Data provided
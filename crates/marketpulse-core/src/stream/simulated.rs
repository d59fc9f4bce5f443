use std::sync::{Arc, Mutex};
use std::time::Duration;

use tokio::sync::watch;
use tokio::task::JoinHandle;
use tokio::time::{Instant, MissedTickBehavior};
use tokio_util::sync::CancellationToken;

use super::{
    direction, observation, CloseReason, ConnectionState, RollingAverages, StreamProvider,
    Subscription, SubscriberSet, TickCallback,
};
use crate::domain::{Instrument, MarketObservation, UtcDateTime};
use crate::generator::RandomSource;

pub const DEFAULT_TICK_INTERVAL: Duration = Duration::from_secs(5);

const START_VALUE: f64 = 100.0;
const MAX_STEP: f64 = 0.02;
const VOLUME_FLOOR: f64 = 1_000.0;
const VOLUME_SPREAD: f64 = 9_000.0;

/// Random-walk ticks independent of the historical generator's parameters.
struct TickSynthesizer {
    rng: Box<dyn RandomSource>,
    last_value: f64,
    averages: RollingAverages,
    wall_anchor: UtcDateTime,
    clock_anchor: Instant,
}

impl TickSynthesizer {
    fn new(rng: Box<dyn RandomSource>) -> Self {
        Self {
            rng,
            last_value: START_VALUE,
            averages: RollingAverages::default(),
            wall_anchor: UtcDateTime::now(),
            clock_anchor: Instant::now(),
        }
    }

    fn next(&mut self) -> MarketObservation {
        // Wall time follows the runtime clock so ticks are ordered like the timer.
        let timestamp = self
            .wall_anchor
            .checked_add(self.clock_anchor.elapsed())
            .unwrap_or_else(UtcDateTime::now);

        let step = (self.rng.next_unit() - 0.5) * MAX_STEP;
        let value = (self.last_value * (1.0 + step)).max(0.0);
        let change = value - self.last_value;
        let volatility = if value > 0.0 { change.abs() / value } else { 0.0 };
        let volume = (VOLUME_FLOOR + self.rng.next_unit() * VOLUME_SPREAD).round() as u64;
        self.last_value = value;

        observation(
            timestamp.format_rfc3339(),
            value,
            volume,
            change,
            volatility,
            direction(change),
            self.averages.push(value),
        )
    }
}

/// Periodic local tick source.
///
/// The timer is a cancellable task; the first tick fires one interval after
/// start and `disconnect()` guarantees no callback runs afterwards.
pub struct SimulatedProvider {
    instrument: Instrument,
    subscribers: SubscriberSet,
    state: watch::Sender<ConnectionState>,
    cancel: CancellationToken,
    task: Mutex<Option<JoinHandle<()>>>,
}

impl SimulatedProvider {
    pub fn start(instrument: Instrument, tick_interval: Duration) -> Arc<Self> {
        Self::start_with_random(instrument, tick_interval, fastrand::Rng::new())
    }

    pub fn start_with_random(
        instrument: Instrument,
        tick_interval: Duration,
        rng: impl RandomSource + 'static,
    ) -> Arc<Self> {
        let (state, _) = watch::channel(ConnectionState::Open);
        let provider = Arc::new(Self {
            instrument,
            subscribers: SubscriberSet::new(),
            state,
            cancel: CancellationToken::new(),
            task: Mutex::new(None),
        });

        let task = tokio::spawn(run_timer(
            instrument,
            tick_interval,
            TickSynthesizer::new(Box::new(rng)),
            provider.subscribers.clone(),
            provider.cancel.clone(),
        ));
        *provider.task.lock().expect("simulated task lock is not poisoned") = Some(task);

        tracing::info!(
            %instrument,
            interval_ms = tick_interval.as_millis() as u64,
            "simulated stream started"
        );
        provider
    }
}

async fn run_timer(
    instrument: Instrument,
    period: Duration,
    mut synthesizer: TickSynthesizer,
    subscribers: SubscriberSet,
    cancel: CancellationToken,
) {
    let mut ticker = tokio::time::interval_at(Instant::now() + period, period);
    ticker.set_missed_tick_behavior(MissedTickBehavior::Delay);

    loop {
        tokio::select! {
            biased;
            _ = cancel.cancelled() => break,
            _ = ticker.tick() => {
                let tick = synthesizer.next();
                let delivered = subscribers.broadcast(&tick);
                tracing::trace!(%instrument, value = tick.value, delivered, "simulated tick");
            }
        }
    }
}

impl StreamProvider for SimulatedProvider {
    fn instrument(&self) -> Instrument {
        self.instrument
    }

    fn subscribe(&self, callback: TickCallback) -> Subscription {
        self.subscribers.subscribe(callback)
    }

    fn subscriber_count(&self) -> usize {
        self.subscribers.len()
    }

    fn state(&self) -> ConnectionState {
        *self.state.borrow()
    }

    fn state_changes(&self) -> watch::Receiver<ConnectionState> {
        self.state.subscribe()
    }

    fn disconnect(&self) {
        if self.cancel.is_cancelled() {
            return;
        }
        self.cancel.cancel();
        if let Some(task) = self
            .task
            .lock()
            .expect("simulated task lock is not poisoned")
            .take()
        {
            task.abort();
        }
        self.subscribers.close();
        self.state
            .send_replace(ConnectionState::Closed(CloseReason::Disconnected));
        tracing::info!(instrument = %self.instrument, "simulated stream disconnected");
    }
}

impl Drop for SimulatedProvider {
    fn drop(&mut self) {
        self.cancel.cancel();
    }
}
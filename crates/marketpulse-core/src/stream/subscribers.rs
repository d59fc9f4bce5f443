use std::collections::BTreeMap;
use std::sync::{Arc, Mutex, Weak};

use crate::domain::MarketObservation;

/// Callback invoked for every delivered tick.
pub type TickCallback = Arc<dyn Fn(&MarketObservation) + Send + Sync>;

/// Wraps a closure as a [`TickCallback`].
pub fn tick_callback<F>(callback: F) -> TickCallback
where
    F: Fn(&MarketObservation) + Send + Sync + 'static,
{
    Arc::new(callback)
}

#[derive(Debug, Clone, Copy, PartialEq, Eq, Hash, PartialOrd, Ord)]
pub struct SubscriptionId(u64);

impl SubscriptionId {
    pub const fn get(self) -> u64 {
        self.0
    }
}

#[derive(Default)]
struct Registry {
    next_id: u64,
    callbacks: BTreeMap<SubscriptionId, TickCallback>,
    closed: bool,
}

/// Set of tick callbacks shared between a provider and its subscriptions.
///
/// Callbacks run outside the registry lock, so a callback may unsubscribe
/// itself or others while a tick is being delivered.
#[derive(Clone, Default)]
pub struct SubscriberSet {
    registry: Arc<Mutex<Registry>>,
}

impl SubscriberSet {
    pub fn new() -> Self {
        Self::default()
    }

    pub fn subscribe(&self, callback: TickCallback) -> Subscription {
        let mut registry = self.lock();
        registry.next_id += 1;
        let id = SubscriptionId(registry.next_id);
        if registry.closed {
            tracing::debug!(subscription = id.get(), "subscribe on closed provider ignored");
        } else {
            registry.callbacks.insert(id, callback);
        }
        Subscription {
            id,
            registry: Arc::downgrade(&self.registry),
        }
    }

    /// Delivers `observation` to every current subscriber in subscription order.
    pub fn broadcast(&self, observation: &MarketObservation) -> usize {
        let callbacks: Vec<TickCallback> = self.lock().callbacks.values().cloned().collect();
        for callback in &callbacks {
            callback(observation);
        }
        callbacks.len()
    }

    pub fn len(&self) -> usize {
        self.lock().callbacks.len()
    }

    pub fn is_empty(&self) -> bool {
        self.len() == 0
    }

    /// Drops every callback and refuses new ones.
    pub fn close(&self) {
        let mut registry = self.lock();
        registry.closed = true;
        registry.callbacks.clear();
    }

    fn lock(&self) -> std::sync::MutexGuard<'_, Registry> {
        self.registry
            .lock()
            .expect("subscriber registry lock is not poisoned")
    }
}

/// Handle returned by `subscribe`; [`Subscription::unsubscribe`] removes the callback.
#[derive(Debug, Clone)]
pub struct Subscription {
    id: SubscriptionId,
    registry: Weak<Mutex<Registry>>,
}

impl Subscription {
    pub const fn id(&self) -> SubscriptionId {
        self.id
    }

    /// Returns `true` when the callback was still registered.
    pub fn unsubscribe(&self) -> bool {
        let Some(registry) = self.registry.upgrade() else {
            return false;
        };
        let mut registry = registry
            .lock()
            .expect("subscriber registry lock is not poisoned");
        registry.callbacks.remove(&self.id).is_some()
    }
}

What you need to do
Say only the number of lines of the data above in which the string "Instant" occurs.

Output of the exercise
4